▶ **Items listed in a dataset**:
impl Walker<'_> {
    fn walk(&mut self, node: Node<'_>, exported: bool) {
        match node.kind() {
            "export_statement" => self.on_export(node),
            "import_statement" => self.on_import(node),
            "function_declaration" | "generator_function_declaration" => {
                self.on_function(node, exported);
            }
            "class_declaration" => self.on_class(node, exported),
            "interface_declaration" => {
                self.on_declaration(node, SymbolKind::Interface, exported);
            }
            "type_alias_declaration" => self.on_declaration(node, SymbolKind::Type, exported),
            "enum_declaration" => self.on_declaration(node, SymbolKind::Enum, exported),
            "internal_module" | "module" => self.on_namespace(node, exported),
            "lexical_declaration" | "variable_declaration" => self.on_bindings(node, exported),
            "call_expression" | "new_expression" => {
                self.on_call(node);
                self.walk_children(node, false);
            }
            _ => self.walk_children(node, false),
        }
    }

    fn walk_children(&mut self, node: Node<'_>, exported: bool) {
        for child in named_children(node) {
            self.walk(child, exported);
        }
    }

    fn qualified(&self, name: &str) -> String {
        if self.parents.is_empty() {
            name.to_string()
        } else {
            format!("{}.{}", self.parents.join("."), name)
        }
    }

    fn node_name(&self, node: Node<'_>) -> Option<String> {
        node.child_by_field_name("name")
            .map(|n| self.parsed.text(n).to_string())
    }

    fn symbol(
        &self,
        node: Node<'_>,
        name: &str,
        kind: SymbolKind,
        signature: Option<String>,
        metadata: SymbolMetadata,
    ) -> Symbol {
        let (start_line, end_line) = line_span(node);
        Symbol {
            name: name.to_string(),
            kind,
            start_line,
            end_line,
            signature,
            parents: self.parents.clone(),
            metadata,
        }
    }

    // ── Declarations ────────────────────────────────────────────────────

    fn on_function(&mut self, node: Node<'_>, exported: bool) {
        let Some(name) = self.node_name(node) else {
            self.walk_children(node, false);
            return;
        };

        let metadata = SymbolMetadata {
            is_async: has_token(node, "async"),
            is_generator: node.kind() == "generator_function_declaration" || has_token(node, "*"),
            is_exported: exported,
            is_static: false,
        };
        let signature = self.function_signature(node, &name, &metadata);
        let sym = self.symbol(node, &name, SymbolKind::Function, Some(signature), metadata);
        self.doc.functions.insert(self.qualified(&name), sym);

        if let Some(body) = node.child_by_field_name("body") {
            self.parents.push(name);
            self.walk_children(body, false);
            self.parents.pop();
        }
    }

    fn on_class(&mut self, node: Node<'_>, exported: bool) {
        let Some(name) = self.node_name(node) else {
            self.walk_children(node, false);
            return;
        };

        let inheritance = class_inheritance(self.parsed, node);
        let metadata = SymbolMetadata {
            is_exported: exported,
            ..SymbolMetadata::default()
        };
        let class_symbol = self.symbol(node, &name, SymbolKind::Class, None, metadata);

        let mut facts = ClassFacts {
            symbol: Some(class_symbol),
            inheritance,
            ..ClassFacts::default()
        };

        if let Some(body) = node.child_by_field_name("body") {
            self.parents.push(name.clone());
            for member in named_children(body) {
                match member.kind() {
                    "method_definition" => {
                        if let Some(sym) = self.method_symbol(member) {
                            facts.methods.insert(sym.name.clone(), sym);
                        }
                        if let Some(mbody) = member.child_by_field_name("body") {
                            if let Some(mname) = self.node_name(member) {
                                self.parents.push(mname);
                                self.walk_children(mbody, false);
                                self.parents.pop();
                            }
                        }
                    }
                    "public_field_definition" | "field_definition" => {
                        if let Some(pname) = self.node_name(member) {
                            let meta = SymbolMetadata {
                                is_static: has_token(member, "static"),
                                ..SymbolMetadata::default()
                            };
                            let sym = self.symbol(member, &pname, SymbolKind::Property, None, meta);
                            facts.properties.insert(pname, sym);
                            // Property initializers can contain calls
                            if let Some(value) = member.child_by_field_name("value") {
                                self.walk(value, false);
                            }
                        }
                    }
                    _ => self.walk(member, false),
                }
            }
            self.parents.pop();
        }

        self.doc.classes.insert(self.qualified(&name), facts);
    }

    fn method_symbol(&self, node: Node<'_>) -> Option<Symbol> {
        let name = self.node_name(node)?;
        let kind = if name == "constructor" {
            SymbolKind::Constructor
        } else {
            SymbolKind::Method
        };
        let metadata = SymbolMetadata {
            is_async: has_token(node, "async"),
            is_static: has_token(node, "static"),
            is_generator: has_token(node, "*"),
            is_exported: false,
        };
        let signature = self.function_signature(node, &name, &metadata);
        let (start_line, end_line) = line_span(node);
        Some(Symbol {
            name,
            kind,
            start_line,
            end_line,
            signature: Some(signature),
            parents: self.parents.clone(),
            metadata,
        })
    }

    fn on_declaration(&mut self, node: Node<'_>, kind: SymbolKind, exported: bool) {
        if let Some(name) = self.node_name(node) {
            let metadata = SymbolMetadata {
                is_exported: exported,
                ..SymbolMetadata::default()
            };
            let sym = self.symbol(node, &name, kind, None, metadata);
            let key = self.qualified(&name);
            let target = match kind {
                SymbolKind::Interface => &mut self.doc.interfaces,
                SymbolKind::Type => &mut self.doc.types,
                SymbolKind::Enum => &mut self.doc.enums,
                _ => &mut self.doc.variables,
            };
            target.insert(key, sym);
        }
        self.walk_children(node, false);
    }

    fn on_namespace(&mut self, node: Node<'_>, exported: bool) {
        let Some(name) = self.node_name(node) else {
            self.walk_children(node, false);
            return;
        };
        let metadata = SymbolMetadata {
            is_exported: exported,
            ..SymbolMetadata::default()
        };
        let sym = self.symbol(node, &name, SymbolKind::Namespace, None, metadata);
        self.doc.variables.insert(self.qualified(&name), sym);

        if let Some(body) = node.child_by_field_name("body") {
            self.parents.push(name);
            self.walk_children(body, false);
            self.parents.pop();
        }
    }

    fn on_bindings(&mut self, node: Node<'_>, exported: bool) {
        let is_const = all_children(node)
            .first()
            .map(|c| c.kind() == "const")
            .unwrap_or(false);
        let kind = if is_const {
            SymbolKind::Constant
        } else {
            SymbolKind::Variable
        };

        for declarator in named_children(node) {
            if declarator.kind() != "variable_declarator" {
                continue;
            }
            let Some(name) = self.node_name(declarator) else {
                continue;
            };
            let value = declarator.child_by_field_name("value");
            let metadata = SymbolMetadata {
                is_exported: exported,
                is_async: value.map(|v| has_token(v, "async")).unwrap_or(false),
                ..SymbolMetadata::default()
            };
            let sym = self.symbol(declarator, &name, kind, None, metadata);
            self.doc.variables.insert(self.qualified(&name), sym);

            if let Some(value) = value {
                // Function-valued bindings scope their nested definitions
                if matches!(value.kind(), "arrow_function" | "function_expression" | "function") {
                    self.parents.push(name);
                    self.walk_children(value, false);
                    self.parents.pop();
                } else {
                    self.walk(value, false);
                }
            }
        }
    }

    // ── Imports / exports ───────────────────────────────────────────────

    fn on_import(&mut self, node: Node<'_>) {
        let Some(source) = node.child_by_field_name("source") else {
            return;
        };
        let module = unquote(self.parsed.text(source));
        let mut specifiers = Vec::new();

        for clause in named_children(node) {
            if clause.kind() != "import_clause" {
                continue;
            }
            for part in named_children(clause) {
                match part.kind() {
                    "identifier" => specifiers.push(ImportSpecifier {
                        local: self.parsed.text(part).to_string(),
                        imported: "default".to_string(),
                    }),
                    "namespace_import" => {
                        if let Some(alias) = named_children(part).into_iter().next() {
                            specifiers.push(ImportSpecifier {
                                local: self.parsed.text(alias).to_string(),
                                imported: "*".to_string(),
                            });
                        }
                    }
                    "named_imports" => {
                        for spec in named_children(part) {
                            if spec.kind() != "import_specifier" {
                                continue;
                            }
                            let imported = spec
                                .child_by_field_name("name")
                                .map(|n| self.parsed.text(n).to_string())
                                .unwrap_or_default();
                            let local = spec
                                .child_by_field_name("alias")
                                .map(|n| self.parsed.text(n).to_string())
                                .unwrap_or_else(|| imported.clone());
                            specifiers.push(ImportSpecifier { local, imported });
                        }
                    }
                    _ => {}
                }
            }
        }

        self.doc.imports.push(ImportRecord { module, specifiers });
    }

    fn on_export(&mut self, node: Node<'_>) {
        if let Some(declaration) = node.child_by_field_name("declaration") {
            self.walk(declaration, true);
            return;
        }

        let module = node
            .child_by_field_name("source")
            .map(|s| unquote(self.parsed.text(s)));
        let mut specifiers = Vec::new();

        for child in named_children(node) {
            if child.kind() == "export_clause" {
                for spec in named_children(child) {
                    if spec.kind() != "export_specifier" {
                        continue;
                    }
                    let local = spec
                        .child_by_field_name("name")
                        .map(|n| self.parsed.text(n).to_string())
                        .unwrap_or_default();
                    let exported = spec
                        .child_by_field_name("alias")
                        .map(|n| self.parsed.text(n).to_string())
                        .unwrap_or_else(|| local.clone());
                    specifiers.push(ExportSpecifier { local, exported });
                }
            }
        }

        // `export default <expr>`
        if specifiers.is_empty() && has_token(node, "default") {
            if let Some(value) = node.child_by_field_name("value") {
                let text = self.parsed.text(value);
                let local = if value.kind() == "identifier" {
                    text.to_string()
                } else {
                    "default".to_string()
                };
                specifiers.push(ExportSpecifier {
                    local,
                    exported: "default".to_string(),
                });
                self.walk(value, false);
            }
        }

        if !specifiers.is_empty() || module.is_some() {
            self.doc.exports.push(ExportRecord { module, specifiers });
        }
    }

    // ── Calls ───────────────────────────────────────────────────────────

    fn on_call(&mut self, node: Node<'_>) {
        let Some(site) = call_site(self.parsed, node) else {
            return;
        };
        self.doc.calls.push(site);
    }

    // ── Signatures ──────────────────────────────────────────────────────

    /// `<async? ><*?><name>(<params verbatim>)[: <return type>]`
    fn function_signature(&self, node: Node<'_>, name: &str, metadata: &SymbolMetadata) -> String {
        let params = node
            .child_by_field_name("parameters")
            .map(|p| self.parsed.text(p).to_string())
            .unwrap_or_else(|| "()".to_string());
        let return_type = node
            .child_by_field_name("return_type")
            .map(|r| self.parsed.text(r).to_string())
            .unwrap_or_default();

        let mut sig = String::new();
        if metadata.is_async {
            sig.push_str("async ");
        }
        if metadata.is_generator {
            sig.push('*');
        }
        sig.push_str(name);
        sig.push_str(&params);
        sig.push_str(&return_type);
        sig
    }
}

▶ **Your instructions**:
Look over the records. Copy the lines that include the word "Enum".

▶ **The completed task**:
            "enum_declaration" => self.on_declaration(node, SymbolKind::Enum, exported),
                SymbolKind::Enum => &mut self.doc.enums,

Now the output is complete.